Весь остаток рабочего дня я придумывала, как завтра утром буду встречать Петю. Утром я надела Наташин голубой халат. Пуговицы халата на животе издевательски разъехались в стороны. Сверху повязала Наташин фартук, заправила волосы под Наташину голубую косынку. Родители удивленно косились на мой маскарад. При наличии в группе подменной няни такой антураж был совершенно необязателен. Когда в садик привели Петю, я даже надела на руки желтые хозяйственные перчатки, вспоминая, каким жестом Наташа их снимала. Она выходила к Пете, одну за другой снимала перчатки, убирала их в карман фартука так, что «пальцы» перчаток торчали наружу, а потом жестом подзывала Петю к себе на руки. И вот настал тревожный момент передачи Пети. Мама, помня вчерашнее расставание, озабоченно посматривает на мой живот и шепчет: «Анна Александровна, вы только осторожнее». Я выхожу к Пете. Одетая как Наташа. Снимаю перчатки как Наташа. И для убедительности, широко улыбаясь (как Наташа), говорю Пете: «Смотри, я сегодня как Наташа!» Сработало! Мое импровизированное подобие привычного ритуала сработало! Петя без сопротивления пошел ко мне на руки, схватившись за ворот знакомого голубого халата.
!!!
Если вы не можете в силу каких-либо обстоятельств воспроизвести ритуал полностью, воспроизведите хотя бы его часть.
О проблеме аппетита
Лидером родительских вопросов, когда они забирают ребенка из детского сада, является вопрос: «Как он сегодня кушал?»

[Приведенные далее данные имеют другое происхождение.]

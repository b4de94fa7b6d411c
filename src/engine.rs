use log::{debug, info, warn};
use rand::rngs::StdRng;
use rand::{Rng, SeedableRng};
use std::collections::VecDeque;
use std::time::Duration;

use crate::grid::{Direction, Point, GRID_SIZE};
use crate::storage::HighScoreStore;

/// Fixed delay between simulation steps while the game is running.
pub const TICK_INTERVAL: Duration = Duration::from_millis(150);

/// Points awarded per food eaten.
pub const FOOD_SCORE: u32 = 10;

// How many random draws food placement makes before switching to an
// exhaustive scan of the free cells.
const FOOD_SAMPLE_ATTEMPTS: u32 = 100;

#[derive(Clone, Copy, Debug, PartialEq, Eq)]
pub enum Phase {
    Idle,
    Running,
    Paused,
    Ended,
}

/// A request from the outside world: a key press, a button, a menu action.
/// The engine is the only thing that mutates game state in response.
#[derive(Clone, Copy, Debug, PartialEq, Eq)]
pub enum Command {
    Direction(Direction),
    Start,
    Pause,
    Resume,
    TogglePause,
    Restart,
}

/// What a single tick did.
#[derive(Clone, Copy, Debug, PartialEq, Eq)]
pub enum StepOutcome {
    Moved,
    Ate,
    Collided,
}

/// Read-only view of the game handed to the renderer.
pub struct Snapshot<'a> {
    pub phase: Phase,
    pub snake: &'a VecDeque<Point>,
    pub food: Option<Point>,
    pub direction: Direction,
    pub score: u32,
    pub high_score: u32,
}

/// The snake simulation: a finite-state machine advanced by discrete ticks.
///
/// The snake body is kept tail-first, head-last. Direction changes are
/// queued and applied one per tick so that two quick key presses between
/// ticks both take effect instead of the second overwriting the first.
pub struct Engine<S> {
    phase: Phase,
    snake: VecDeque<Point>,
    direction: Direction,
    queue: VecDeque<Direction>,
    food: Option<Point>,
    score: u32,
    high_score: u32,
    store: S,
    rng: StdRng,
}

impl<S: HighScoreStore> Engine<S> {
    pub fn new(store: S) -> Self {
        let seed: u64 = rand::thread_rng().gen();
        Self::with_seed(seed, store)
    }

    pub fn with_seed(seed: u64, mut store: S) -> Self {
        let high_score = store.load();
        let mut engine = Engine {
            phase: Phase::Idle,
            snake: VecDeque::new(),
            direction: Direction::Right,
            queue: VecDeque::new(),
            food: None,
            score: 0,
            high_score,
            store,
            rng: StdRng::seed_from_u64(seed),
        };
        info!("engine ready (seed {seed}, high score {high_score})");
        engine.reset();
        engine
    }

    pub fn phase(&self) -> Phase {
        self.phase
    }

    pub fn score(&self) -> u32 {
        self.score
    }

    pub fn high_score(&self) -> u32 {
        self.high_score
    }

    pub fn snapshot(&self) -> Snapshot<'_> {
        Snapshot {
            phase: self.phase,
            snake: &self.snake,
            food: self.food,
            direction: self.direction,
            score: self.score,
            high_score: self.high_score,
        }
    }

    pub fn handle(&mut self, command: Command) {
        match command {
            Command::Direction(direction) => {
                self.queue_direction(direction);
                // A direction press is as good as pressing start.
                if self.phase == Phase::Idle {
                    self.start();
                }
            }
            Command::Start => self.start(),
            Command::Pause => self.pause(),
            Command::Resume => self.resume(),
            Command::TogglePause => self.toggle_pause(),
            Command::Restart => self.restart(),
        }
    }

    /// Advances the simulation by one step. Does nothing unless Running.
    pub fn tick(&mut self) -> Option<StepOutcome> {
        if self.phase != Phase::Running {
            return None;
        }

        if let Some(next) = self.queue.pop_front() {
            self.direction = next;
        }

        let head = *self
            .snake
            .back()
            .expect("snake always has at least one cell");
        let new_head = head.step(self.direction);

        // The body check includes the tail cell even though it is about to
        // be vacated: moving into the cell the tail currently occupies ends
        // the game.
        if !new_head.in_bounds() || self.occupied(new_head) {
            self.end_round(new_head);
            return Some(StepOutcome::Collided);
        }

        self.snake.push_back(new_head);

        if self.food == Some(new_head) {
            self.score += FOOD_SCORE;
            info!(
                "ate food at ({}, {}), score {}",
                new_head.x, new_head.y, self.score
            );
            self.raise_high_score();
            self.food = self.spawn_food();
            Some(StepOutcome::Ate)
        } else {
            self.snake.pop_front();
            Some(StepOutcome::Moved)
        }
    }

    fn queue_direction(&mut self, next: Direction) {
        // Reversals are judged against the last queued turn, falling back
        // to the live direction when nothing is queued.
        let reference = self.queue.back().copied().unwrap_or(self.direction);
        if next == reference.opposite() {
            return;
        }
        self.queue.push_back(next);
    }

    fn start(&mut self) {
        match self.phase {
            Phase::Running => {}
            Phase::Ended => {
                self.reset();
                self.phase = Phase::Running;
                info!("new round started");
            }
            Phase::Idle | Phase::Paused => {
                self.phase = Phase::Running;
                info!("round running");
            }
        }
    }

    fn pause(&mut self) {
        if self.phase == Phase::Running {
            self.phase = Phase::Paused;
        }
    }

    fn resume(&mut self) {
        if self.phase == Phase::Paused {
            self.phase = Phase::Running;
        }
    }

    fn toggle_pause(&mut self) {
        match self.phase {
            Phase::Running => self.pause(),
            Phase::Paused => self.resume(),
            Phase::Idle => self.start(),
            Phase::Ended => {}
        }
    }

    fn restart(&mut self) {
        self.reset();
        self.phase = Phase::Running;
        info!("restarted");
    }

    /// Rebuilds the round: three-cell snake in the middle of the board
    /// heading right, empty turn queue, zero score, fresh food.
    fn reset(&mut self) {
        self.phase = Phase::Idle;
        let x = GRID_SIZE / 2 - 1;
        let y = GRID_SIZE / 2;
        self.snake.clear();
        for dx in -1..=1 {
            self.snake.push_back(Point::new(x + dx, y));
        }
        self.direction = Direction::Right;
        self.queue.clear();
        self.score = 0;
        self.food = self.spawn_food();
    }

    fn occupied(&self, cell: Point) -> bool {
        self.snake.iter().any(|&segment| segment == cell)
    }

    /// Picks a food cell uniformly among the free cells: bounded rejection
    /// sampling first, then an exhaustive scan of whatever is left. `None`
    /// only when the snake covers the whole board.
    fn spawn_food(&mut self) -> Option<Point> {
        let capacity = (GRID_SIZE * GRID_SIZE) as usize;
        if self.snake.len() >= capacity {
            return None;
        }

        for _ in 0..FOOD_SAMPLE_ATTEMPTS {
            let candidate = Point::new(
                self.rng.gen_range(0..GRID_SIZE),
                self.rng.gen_range(0..GRID_SIZE),
            );
            if !self.occupied(candidate) {
                debug!("food spawned at ({}, {})", candidate.x, candidate.y);
                return Some(candidate);
            }
        }

        let free: Vec<Point> = (0..GRID_SIZE)
            .flat_map(|y| (0..GRID_SIZE).map(move |x| Point::new(x, y)))
            .filter(|&cell| !self.occupied(cell))
            .collect();
        let candidate = free[self.rng.gen_range(0..free.len())];
        debug!(
            "food spawned at ({}, {}) after scan",
            candidate.x, candidate.y
        );
        Some(candidate)
    }

    fn end_round(&mut self, hit: Point) {
        self.phase = Phase::Ended;
        info!(
            "game over at ({}, {}), final score {}",
            hit.x, hit.y, self.score
        );
        // Re-check is idempotent with the per-food update.
        self.raise_high_score();
    }

    fn raise_high_score(&mut self) {
        if self.score > self.high_score {
            self.high_score = self.score;
            if let Err(err) = self.store.save(self.high_score) {
                warn!("could not persist high score: {err}");
            }
        }
    }
}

Он часто задается с тревогой в голосе в присутствии ребенка, который в этот момент, по мнению некоторых родителей, должен почувствовать вину или гордость в зависимости от того, съел ли он сегодня суп, котлету и кашу…
Отвечать мне в таких случаях хотелось цитатами известного доктора Комаровского: «Ребенок лучше знает, когда и сколько ему надо есть» и «Единственное „лекарство“, в 100% случаев решающее проблему избирательного аппетита, – это чувство голода».
Не спрашивайте: «Что ты сегодня ел?». Спросите лучше: «Что было самым интересным?»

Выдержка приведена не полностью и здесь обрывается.